■ **Instructions to follow**:
In the listing below, start your output at the line with "impl Eq for" and end it after the line with "within the ceiling.", copying every line exactly.

■ **Dataset**:
.....
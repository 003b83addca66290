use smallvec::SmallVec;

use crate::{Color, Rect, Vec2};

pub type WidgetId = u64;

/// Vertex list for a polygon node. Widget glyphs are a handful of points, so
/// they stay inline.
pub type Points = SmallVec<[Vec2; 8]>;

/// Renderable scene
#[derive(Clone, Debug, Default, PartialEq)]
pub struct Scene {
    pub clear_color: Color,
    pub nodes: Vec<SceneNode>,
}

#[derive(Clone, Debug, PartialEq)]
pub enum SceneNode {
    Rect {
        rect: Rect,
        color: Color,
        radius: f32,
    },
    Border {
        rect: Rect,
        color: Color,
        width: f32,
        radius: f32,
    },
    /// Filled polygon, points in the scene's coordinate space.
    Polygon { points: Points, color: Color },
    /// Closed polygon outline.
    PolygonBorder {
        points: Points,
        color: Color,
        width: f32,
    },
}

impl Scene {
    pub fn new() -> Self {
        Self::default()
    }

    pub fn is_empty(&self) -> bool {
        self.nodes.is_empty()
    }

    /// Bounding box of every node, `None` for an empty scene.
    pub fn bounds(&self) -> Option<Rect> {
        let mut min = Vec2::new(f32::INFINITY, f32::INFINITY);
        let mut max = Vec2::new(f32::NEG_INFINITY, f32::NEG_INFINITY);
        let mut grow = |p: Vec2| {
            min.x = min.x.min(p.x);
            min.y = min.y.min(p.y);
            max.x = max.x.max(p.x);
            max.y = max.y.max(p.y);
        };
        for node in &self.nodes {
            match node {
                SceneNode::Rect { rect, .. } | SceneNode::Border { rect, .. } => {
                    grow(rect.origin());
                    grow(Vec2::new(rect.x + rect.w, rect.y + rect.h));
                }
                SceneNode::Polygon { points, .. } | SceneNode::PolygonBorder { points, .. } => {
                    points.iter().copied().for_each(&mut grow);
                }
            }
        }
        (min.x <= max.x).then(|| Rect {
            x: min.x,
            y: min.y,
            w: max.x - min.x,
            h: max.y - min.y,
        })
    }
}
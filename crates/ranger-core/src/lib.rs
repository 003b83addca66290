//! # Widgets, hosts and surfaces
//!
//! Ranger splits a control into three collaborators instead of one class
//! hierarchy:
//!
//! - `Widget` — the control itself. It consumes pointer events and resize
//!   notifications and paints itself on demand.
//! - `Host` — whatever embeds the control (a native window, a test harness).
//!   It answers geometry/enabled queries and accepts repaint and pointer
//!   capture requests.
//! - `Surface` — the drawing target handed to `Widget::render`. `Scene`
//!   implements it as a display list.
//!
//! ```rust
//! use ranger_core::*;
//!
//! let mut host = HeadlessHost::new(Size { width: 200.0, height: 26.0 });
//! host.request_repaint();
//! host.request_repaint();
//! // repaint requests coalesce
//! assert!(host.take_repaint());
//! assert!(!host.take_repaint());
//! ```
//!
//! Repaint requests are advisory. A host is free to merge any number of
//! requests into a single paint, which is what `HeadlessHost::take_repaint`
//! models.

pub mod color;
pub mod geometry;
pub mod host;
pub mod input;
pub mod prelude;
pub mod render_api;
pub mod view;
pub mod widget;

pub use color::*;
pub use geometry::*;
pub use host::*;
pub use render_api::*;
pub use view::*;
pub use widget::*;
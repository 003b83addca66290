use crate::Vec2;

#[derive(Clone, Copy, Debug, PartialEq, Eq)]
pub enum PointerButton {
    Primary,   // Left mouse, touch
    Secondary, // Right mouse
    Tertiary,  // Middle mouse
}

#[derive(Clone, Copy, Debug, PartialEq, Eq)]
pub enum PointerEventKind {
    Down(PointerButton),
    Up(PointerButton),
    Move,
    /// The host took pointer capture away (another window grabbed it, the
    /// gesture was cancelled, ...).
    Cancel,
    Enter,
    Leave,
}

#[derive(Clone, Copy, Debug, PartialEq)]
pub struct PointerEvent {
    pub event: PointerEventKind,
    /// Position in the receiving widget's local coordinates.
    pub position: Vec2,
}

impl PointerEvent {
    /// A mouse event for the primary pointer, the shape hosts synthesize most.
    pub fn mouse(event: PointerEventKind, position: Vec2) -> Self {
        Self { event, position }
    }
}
.....
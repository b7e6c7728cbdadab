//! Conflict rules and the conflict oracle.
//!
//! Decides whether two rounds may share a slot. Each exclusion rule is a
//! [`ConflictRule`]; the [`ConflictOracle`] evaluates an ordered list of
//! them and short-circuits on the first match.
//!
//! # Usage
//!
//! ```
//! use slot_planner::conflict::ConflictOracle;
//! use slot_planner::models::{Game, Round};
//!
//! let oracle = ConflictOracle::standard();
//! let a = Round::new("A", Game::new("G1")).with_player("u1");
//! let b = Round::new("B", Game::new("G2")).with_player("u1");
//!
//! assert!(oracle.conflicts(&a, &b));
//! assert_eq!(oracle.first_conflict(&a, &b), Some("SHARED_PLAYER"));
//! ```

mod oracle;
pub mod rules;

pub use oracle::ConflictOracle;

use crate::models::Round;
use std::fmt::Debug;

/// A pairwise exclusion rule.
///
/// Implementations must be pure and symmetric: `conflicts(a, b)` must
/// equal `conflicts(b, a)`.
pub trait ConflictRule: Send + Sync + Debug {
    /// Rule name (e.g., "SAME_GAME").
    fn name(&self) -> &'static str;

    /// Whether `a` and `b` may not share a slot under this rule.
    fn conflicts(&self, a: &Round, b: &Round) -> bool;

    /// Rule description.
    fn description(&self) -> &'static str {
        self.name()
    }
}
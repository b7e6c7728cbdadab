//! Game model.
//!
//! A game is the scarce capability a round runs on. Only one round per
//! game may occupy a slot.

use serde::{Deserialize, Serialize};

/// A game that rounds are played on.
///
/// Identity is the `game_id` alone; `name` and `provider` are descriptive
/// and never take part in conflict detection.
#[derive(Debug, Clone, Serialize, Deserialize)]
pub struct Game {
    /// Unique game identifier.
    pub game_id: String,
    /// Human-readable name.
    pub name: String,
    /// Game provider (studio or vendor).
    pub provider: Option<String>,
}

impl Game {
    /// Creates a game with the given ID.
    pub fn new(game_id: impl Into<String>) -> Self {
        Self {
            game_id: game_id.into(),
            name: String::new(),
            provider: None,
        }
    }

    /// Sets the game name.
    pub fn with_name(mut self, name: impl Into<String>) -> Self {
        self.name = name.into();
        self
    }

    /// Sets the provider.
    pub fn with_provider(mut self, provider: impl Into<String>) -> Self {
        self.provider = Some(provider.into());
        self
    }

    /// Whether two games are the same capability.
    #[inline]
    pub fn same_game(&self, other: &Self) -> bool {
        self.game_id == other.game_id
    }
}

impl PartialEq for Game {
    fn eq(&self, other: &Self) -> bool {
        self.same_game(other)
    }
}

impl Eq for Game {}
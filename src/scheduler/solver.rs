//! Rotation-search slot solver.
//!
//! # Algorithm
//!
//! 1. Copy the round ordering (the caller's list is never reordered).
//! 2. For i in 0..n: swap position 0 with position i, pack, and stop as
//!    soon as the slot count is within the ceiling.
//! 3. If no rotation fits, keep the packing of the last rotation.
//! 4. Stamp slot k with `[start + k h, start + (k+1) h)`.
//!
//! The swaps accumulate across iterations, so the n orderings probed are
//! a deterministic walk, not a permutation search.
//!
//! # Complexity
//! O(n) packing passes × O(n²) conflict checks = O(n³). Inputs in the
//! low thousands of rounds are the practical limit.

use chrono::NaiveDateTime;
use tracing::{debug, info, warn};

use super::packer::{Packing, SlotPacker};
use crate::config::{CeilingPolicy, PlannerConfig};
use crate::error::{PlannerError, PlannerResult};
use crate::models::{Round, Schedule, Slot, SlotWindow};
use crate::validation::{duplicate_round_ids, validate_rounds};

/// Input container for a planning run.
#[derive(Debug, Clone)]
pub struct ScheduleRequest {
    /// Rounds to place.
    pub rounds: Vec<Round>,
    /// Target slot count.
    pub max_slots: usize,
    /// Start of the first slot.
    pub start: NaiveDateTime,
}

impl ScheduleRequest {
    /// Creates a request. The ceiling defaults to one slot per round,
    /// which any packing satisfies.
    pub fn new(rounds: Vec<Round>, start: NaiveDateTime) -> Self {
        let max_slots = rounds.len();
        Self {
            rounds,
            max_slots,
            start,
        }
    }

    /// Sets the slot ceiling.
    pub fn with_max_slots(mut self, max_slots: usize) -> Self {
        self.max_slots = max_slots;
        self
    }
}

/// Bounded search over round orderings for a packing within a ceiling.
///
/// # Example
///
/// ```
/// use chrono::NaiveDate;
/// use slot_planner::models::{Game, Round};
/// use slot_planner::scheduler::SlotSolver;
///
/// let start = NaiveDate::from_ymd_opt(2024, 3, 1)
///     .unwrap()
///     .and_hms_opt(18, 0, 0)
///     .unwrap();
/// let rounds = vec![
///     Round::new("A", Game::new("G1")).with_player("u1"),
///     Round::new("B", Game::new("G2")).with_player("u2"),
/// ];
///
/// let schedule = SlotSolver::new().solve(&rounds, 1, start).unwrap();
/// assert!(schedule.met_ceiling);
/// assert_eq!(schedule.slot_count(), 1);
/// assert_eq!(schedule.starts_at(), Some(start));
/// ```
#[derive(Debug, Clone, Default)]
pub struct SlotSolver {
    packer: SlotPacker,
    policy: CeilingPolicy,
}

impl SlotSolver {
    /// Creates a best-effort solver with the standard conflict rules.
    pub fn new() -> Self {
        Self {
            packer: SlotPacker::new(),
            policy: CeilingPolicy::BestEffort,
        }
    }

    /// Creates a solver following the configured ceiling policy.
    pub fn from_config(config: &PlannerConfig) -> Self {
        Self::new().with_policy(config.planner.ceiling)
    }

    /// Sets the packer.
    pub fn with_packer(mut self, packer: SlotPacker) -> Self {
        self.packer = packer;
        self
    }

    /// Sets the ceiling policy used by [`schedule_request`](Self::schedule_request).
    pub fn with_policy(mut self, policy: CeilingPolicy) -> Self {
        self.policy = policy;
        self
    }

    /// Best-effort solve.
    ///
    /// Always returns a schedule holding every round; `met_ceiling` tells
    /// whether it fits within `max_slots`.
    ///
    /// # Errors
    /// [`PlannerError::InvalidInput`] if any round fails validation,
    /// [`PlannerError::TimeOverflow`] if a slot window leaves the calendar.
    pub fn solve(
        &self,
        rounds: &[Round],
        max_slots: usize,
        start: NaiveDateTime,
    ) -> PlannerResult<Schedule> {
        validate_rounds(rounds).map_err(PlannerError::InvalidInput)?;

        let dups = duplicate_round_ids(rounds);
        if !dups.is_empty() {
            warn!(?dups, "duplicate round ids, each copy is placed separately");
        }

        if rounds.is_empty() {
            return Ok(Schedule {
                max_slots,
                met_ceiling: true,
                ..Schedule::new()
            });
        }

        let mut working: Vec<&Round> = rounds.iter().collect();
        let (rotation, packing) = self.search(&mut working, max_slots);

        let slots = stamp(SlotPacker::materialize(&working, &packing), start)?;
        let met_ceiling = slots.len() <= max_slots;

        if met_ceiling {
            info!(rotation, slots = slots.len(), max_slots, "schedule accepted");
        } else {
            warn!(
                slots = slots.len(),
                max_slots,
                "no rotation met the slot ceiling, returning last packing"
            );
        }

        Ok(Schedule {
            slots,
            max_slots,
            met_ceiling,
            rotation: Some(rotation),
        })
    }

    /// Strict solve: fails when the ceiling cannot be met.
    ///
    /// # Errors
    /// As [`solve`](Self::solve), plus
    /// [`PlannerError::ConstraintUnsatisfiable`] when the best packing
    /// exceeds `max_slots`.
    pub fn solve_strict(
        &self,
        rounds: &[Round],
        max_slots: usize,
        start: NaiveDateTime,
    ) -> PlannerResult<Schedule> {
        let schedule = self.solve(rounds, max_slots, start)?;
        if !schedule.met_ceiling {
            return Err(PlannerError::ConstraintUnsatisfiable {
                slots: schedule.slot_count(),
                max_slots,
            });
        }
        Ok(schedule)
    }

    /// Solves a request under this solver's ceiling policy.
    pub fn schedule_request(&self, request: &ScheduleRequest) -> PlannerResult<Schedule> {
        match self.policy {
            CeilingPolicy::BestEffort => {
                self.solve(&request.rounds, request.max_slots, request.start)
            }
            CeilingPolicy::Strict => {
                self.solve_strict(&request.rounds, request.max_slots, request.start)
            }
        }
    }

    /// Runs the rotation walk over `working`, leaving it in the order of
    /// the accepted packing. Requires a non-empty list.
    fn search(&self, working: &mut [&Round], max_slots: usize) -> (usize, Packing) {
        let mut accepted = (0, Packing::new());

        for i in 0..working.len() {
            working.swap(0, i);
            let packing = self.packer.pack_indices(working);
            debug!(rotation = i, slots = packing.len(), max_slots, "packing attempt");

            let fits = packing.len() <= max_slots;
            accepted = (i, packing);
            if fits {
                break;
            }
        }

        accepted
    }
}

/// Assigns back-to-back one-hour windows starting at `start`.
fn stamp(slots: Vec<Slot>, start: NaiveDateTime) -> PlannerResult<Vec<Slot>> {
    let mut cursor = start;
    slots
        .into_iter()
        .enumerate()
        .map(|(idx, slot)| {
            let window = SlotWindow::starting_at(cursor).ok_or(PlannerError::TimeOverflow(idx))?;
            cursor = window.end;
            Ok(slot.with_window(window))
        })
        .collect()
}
.....
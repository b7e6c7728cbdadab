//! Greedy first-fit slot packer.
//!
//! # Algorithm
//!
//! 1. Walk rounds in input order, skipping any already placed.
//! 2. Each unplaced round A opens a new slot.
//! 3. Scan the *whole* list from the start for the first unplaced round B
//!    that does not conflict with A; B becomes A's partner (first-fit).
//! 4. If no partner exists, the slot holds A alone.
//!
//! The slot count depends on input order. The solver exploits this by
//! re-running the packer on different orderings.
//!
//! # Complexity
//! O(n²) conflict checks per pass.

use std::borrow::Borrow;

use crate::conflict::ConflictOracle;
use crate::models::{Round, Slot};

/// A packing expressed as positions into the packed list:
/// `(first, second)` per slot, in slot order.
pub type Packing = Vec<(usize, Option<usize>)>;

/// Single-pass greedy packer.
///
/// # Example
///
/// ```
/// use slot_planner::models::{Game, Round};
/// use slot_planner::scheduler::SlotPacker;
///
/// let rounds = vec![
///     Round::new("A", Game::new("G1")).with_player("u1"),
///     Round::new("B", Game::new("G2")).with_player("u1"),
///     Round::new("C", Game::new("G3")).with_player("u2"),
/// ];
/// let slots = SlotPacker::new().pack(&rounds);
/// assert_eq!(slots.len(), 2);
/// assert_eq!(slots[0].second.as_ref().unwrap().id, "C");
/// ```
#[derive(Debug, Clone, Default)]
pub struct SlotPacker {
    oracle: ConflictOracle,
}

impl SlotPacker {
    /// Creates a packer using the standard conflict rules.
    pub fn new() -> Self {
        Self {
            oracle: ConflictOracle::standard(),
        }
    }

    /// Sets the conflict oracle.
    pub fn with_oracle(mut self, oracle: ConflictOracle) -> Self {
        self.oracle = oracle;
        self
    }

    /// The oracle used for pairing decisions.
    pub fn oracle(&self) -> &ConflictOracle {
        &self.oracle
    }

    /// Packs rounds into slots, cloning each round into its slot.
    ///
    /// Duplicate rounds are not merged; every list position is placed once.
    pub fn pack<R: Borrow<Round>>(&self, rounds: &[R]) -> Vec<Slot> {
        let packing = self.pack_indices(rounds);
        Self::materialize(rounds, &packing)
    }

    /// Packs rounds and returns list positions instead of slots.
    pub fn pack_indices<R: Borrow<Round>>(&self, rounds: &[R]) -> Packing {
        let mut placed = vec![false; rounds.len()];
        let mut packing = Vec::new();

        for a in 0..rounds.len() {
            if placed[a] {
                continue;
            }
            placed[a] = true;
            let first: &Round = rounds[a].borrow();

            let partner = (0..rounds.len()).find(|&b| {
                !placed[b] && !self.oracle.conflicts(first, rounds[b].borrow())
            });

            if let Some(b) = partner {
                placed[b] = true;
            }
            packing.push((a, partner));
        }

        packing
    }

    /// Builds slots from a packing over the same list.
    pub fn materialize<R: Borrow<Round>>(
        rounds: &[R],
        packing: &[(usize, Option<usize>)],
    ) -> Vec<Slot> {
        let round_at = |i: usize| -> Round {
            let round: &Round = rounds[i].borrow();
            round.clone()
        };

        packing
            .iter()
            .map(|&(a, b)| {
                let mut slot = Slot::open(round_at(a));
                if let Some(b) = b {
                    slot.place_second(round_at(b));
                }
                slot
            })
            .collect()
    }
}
.....
■ **Answer space**:
impl Eq for Game {}
filename src/scheduler/solver.rs
//! Rotation-search slot solver.
//!
//! # Algorithm
//!
//! 1. Copy the round ordering (the caller's list is never reordered).
//! 2. For i in 0..n: swap position 0 with position i, pack, and stop as
//!    soon as the slot count is within the ceiling.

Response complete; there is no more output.